Отправляя в полнозубый рот, отлично приспособленный для речей, пения и обедов, ложку за ложкой, он взглядывал исподлобья то на одного, то на другого из детей и говорил, выбирая из своего голосового богатства только средние, глухо рокочущие ноты:

- Почему, Степан, не подвинешь ты солонки Евфалии, чтобы не тянулась она через весь стол?.. Не-ве-жа!.. Вы живете, как на острове, и должны все держаться друг за друга зубами и помогать... а ты даже соли сестре подать не хочешь!

Степан, старший, лет шестнадцати, очень широколобый и плотный, больше, чем все остальные, похожий на отца и с такими же круглыми желтыми глазами, отозвался, чуть усмехнувшись:

- Нужно же понять, что она за солью тянется!.. Зачем ей соль?
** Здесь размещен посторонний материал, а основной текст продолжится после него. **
//! 策略循环
//!
//! 一轮：追加用户消息 → 组装系统提示 → 调用后端 → 文本块转为动作、工具调用按序执行
//! → 工具结果合并为一条用户消息 → 再次调用后端，直到没有工具调用或达到迭代上限。
//! 助手消息总是在其工具执行之前写入历史，工具结果按调用 id 配对。

use std::path::PathBuf;
use std::sync::Arc;

use serde_json::Value;
use tokio::sync::mpsc::UnboundedSender;

use crate::core::AgentError;
use crate::llm::{CompletionRequest, LlmClient};
use crate::memory::{ContentBlock, Message, Role};
use crate::prompts::strategist::{build_strategist_system_prompt, StrategistPromptParts};
use crate::prompts::load_brand_voice;
use crate::session::Session;
use crate::strategist::events::{send_event, StrategistEvent};
use crate::text::preview;
use crate::tools::{tool_schemas, Action, ToolExecutor};

/// 后端调用失败时调用方展示给用户的文本；会话保持原样，可直接重试
pub const GENERIC_FAILURE_TEXT: &str =
    "Sorry, something went wrong on my side. Please send your message again.";

/// 事件中工具结果预览的最大字符数
const RESULT_PREVIEW_CHARS: usize = 200;

/// 策略师的协作者
pub struct StrategistDeps {
    pub llm: Arc<dyn LlmClient>,
    pub tools: ToolExecutor,
    /// 品牌语调指南路径，每轮重新读取
    pub brand_voice_path: Option<PathBuf>,
}

#[derive(Debug, Clone)]
pub struct StrategistSettings {
    pub max_iterations: usize,
    pub max_tokens: u32,
    pub publish_enabled: bool,
}

impl Default for StrategistSettings {
    fn default() -> Self {
        Self {
            max_iterations: 10,
            max_tokens: 2048,
            publish_enabled: false,
        }
    }
}

pub struct Strategist {
    deps: StrategistDeps,
    settings: StrategistSettings,
}

impl Strategist {
    pub fn new(deps: StrategistDeps, settings: StrategistSettings) -> Self {
        Self { deps, settings }
    }

    pub fn settings(&self) -> &StrategistSettings {
        &self.settings
    }

    pub fn tools(&self) -> &ToolExecutor {
        &self.deps.tools
    }

    /// 跑一轮对话，返回按产生顺序排列的动作
    pub async fn run_turn(
        &self,
        session: &mut Session,
        content: Vec<ContentBlock>,
        memory_context: &str,
    ) -> Result<Vec<Action>, AgentError> {
        self.run_turn_with_events(session, content, memory_context, None)
            .await
    }

    /// 同 run_turn，并向 event_tx 推送进度事件
    pub async fn run_turn_with_events(
        &self,
        session: &mut Session,
        content: Vec<ContentBlock>,
        memory_context: &str,
        event_tx: Option<&UnboundedSender<StrategistEvent>>,
    ) -> Result<Vec<Action>, AgentError> {
        session.push_message(Message::new(Role::User, content));

        let system = self.system_prompt(memory_context).await;
        let tools = tool_schemas();
        let max_iterations = self.settings.max_iterations;
        let mut actions = Vec::new();

        for iteration in 1..=max_iterations {
            send_event(
                &event_tx,
                StrategistEvent::Thinking {
                    iteration,
                    max_iterations,
                },
            );

            let request = CompletionRequest {
                system: system.clone(),
                messages: session.messages().messages().to_vec(),
                tools: tools.clone(),
                max_tokens: self.settings.max_tokens,
            };
            let response = self.deps.llm.complete(&request).await?;
            tracing::info!(
                session_id = %session.id,
                iteration,
                stop_reason = ?response.stop_reason,
                blocks = response.content.len(),
                "strategist response"
            );

            let wants_tools = response.has_tool_use();
            let mut calls: Vec<(String, String, Value)> = Vec::new();
            for block in &response.content {
                match block {
                    ContentBlock::Text { text } if !text.trim().is_empty() => {
                        actions.push(Action::text(text.clone()));
                    }
                    ContentBlock::ToolUse { id, name, input } => {
                        calls.push((id.clone(), name.clone(), input.clone()));
                    }
                    _ => {}
                }
            }
            session.push_message(Message::new(Role::Assistant, response.content));

            if !wants_tools {
                send_event(&event_tx, StrategistEvent::Done { iterations: iteration });
                return Ok(actions);
            }

            let mut results = Vec::with_capacity(calls.len());
            for (id, name, input) in calls {
                tracing::info!(tool = %name, call_id = %id, "tool call");
                send_event(
                    &event_tx,
                    StrategistEvent::ToolCall {
                        tool: name.clone(),
                        args: input.clone(),
                    },
                );

                let output = self.deps.tools.execute(&name, input, session).await;

                send_event(
                    &event_tx,
                    StrategistEvent::ToolResult {
                        tool: name,
                        ok: !output.is_error,
                        preview: preview(&output.content, RESULT_PREVIEW_CHARS),
                    },
                );
                actions.extend(output.actions);
                results.push(ContentBlock::ToolResult {
                    tool_use_id: id,
                    content: output.content,
                    is_error: output.is_error,
                });
            }
            session.push_message(Message::new(Role::User, results));
        }

        tracing::warn!(
            session_id = %session.id,
            max_iterations,
            "iteration ceiling reached, ending turn"
        );
        send_event(
            &event_tx,
            StrategistEvent::Done {
                iterations: max_iterations,
            },
        );
        Ok(actions)
    }

    async fn system_prompt(&self, memory_context: &str) -> String {
        let brand_voice = load_brand_voice(self.deps.brand_voice_path.as_deref());
        let preference_summary = self.deps.tools.deps().preferences.summary().await;
        build_strategist_system_prompt(&StrategistPromptParts {
            brand_voice: &brand_voice,
            memory_context,
            preference_summary: &preference_summary,
            publish_enabled: self.settings.publish_enabled,
        })
    }
}
//! 单个对话会话的状态：消息历史与本次会话的上传 / 生成产物

use std::collections::BTreeMap;

use chrono::{DateTime, Local};

use crate::content::{DraftPair, OptionKey, Platform};
use crate::memory::{ContentBlock, Message, MessageLog, Role};

/// 独立生成图（不属于某个选项）的键
pub const STANDALONE_MEDIA: &str = "standalone";

#[derive(Debug, Clone)]
pub struct Session {
    pub id: String,
    pub started_at: DateTime<Local>,
    messages: MessageLog,
    /// 用户上传的照片；品牌滤镜原地替换
    pub uploaded_media: Option<Vec<u8>>,
    pub generated_options: Option<DraftPair>,
    /// option_a / option_b / standalone → 图片字节，同键覆盖
    pub generated_media: BTreeMap<String, Vec<u8>>,
    pub approved_option: Option<OptionKey>,
    pub platform: Option<Platform>,
    pub topic: Option<String>,
    /// 本次会话的修改请求，批准时写入偏好条目
    pub revision_notes: Vec<String>,
    /// 刚按下 revise 按钮、尚未收到反馈的那条记录
    pending_revision: Option<usize>,
}

impl Default for Session {
    fn default() -> Self {
        Self::new()
    }
}

impl Session {
    pub fn new() -> Self {
        let started_at = Local::now();
        let suffix: String = uuid::Uuid::new_v4().simple().to_string().chars().take(6).collect();
        Self {
            id: format!("sess_{}_{}", started_at.format("%Y%m%d_%H%M%S"), suffix),
            started_at,
            messages: MessageLog::new(),
            uploaded_media: None,
            generated_options: None,
            generated_media: BTreeMap::new(),
            approved_option: None,
            platform: None,
            topic: None,
            revision_notes: Vec::new(),
            pending_revision: None,
        }
    }

    pub fn messages(&self) -> &MessageLog {
        &self.messages
    }

    /// 历史只能追加
    pub fn push_message(&mut self, msg: Message) {
        self.messages.append(msg);
    }

    /// 第一条用户文本（归档兜底摘要用）
    pub fn first_user_text(&self) -> Option<&str> {
        self.messages
            .iter()
            .filter(|m| m.role == Role::User)
            .flat_map(|m| m.content.iter())
            .find_map(|b| match b {
                ContentBlock::Text { text } => Some(text.as_str()),
                _ => None,
            })
    }

    /// 记录修改请求：`[BUTTON: revise_a|revise_b]` 记一条 "Revise A"，
    /// 紧随其后的文字反馈并入这条记录
    pub fn note_user_input(&mut self, content: &[ContentBlock]) {
        let text = content
            .iter()
            .filter_map(|b| match b {
                ContentBlock::Text { text } => Some(text.trim()),
                _ => None,
            })
            .filter(|t| !t.is_empty())
            .collect::<Vec<_>>()
            .join(" ");
        if text.is_empty() {
            return;
        }

        if let Some(data) = button_data(&text) {
            self.pending_revision = match data {
                "revise_a" => Some(self.push_revision(OptionKey::A)),
                "revise_b" => Some(self.push_revision(OptionKey::B)),
                _ => None,
            };
            return;
        }
        if let Some(idx) = self.pending_revision.take() {
            if let Some(note) = self.revision_notes.get_mut(idx) {
                note.push_str(": ");
                note.push_str(&text);
            }
        }
    }

    /// 批准后清空，下一篇重新累计
    pub fn take_revision_notes(&mut self) -> Vec<String> {
        self.pending_revision = None;
        std::mem::take(&mut self.revision_notes)
    }

    fn push_revision(&mut self, key: OptionKey) -> usize {
        self.revision_notes.push(format!("Revise {}", key.upper()));
        self.revision_notes.len() - 1
    }

    /// 某选项可用于发布的图片：该选项生成图优先，其次用户上传
    pub fn media_for(&self, key: OptionKey) -> Option<&[u8]> {
        self.generated_media
            .get(key.label())
            .or(self.uploaded_media.as_ref())
            .map(Vec::as_slice)
    }
}

/// `[BUTTON: data]` → data
fn button_data(text: &str) -> Option<&str> {
    text.strip_prefix("[BUTTON:")?
        .strip_suffix(']')
        .map(str::trim)
}

#[cfg(test)]
mod tests {
    use super::*;

    #[test]
    fn test_session_id_format() {
        let session = Session::new();
        let parts: Vec<&str> = session.id.split('_').collect();
        assert_eq!(parts.len(), 4);
        assert_eq!(parts[0], "sess");
        assert_eq!(parts[1].len(), 8);
        assert_eq!(parts[2].len(), 6);
        assert_eq!(parts[3].len(), 6);
        assert!(parts[3].chars().all(|c| c.is_ascii_hexdigit()));
    }

    #[test]
    fn test_first_user_text_skips_non_text() {
        let mut session = Session::new();
        session.push_message(Message::new(
            Role::User,
            vec![ContentBlock::image("image/png", vec![1])],
        ));
        session.push_message(Message::assistant("hi"));
        session.push_message(Message::user("write about mornings"));
        assert_eq!(session.first_user_text(), Some("write about mornings"));
    }

    #[test]
    fn test_revise_press_collects_following_feedback() {
        let mut session = Session::new();
        session.note_user_input(&[ContentBlock::text("write about rest")]);
        assert!(session.revision_notes.is_empty());

        session.note_user_input(&[ContentBlock::text("[BUTTON: revise_b]")]);
        assert_eq!(session.revision_notes, vec!["Revise B"]);
        session.note_user_input(&[ContentBlock::text("make it shorter")]);
        session.note_user_input(&[ContentBlock::text("and warmer")]);
        assert_eq!(session.revision_notes, vec!["Revise B: make it shorter"]);

        // 按下后直接换成别的按钮，记录保持原样
        session.note_user_input(&[ContentBlock::text("[BUTTON: revise_a]")]);
        session.note_user_input(&[ContentBlock::text("[BUTTON: pick_a]")]);
        session.note_user_input(&[ContentBlock::image("image/png", vec![1])]);
        assert_eq!(
            session.revision_notes,
            vec!["Revise B: make it shorter", "Revise A"]
        );

        assert_eq!(session.take_revision_notes().len(), 2);
        assert!(session.revision_notes.is_empty());
        session.note_user_input(&[ContentBlock::text("more personal")]);
        assert!(session.revision_notes.is_empty());
    }

    #[test]
    fn test_media_for_prefers_generated() {
        let mut session = Session::new();
        assert!(session.media_for(OptionKey::A).is_none());
        session.uploaded_media = Some(vec![1]);
        assert_eq!(session.media_for(OptionKey::A), Some(&[1u8][..]));
        session
            .generated_media
            .insert(OptionKey::A.label().to_string(), vec![2]);
        assert_eq!(session.media_for(OptionKey::A), Some(&[2u8][..]));
        assert_eq!(session.media_for(OptionKey::B), Some(&[1u8][..]));
    }
}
Разве борщ несоленый?

- Для меня - несоленый, да! - отозвалась Евфалия, откачнув черноволосую голову, выпятив острый подбородок и в то же время заострив кпереди плечи, что означает у девочек-подростков по четырнадцатому году недоумение, обиду и вызов.

- Тебе соль не нужна, мне вот тоже не нужна, а ей понадобилась после того, как половину тарелки съела... почему это?

Так как Лука глядел в это время на среднего сына, пятнадцатилетнего Евтихия, то он, подумав, ответил:

- Ясно: соляной кислоты в желудке мало.

Он был горбоносый, похож на армянина, как мать, сухощав и лупоглаз.

- Петр! Утри нос! - свирепо поглядел в это время Лука на младшего, белоголового, лет семи, вытер усы салфеткой и заговорил:

- Вот ты понимаешь, Евтихий, насчет кислот, - меня этому не учили, - и мог бы из тебя доктор выйти, а ты исключен из школы за мое поповство и должен кресты строгать... Однако не пеняй, - живешь ты на свежем воздухе и ешь вволю... цени это!.. Между прочим, займись механикой... И ты тоже, Степан... У вас есть свои деньги, купите книги... И говорить! Механике и говорить!.. Два эти искусства - основа у нас всего!.. В сарае работаете вместе, - говори друг с другом, говори, - понимаете? - а не молчи!.. Только дураки молчат, потому им сказать нечего, а вы - спорь!.. И не в два слова спорь, а целой речью... Также могилы когда копаете... А когда отдыхаете, сломанные часы почини, примус поправь, - вот какой должен быть ваш отдых... Дарья! Сиди прилично!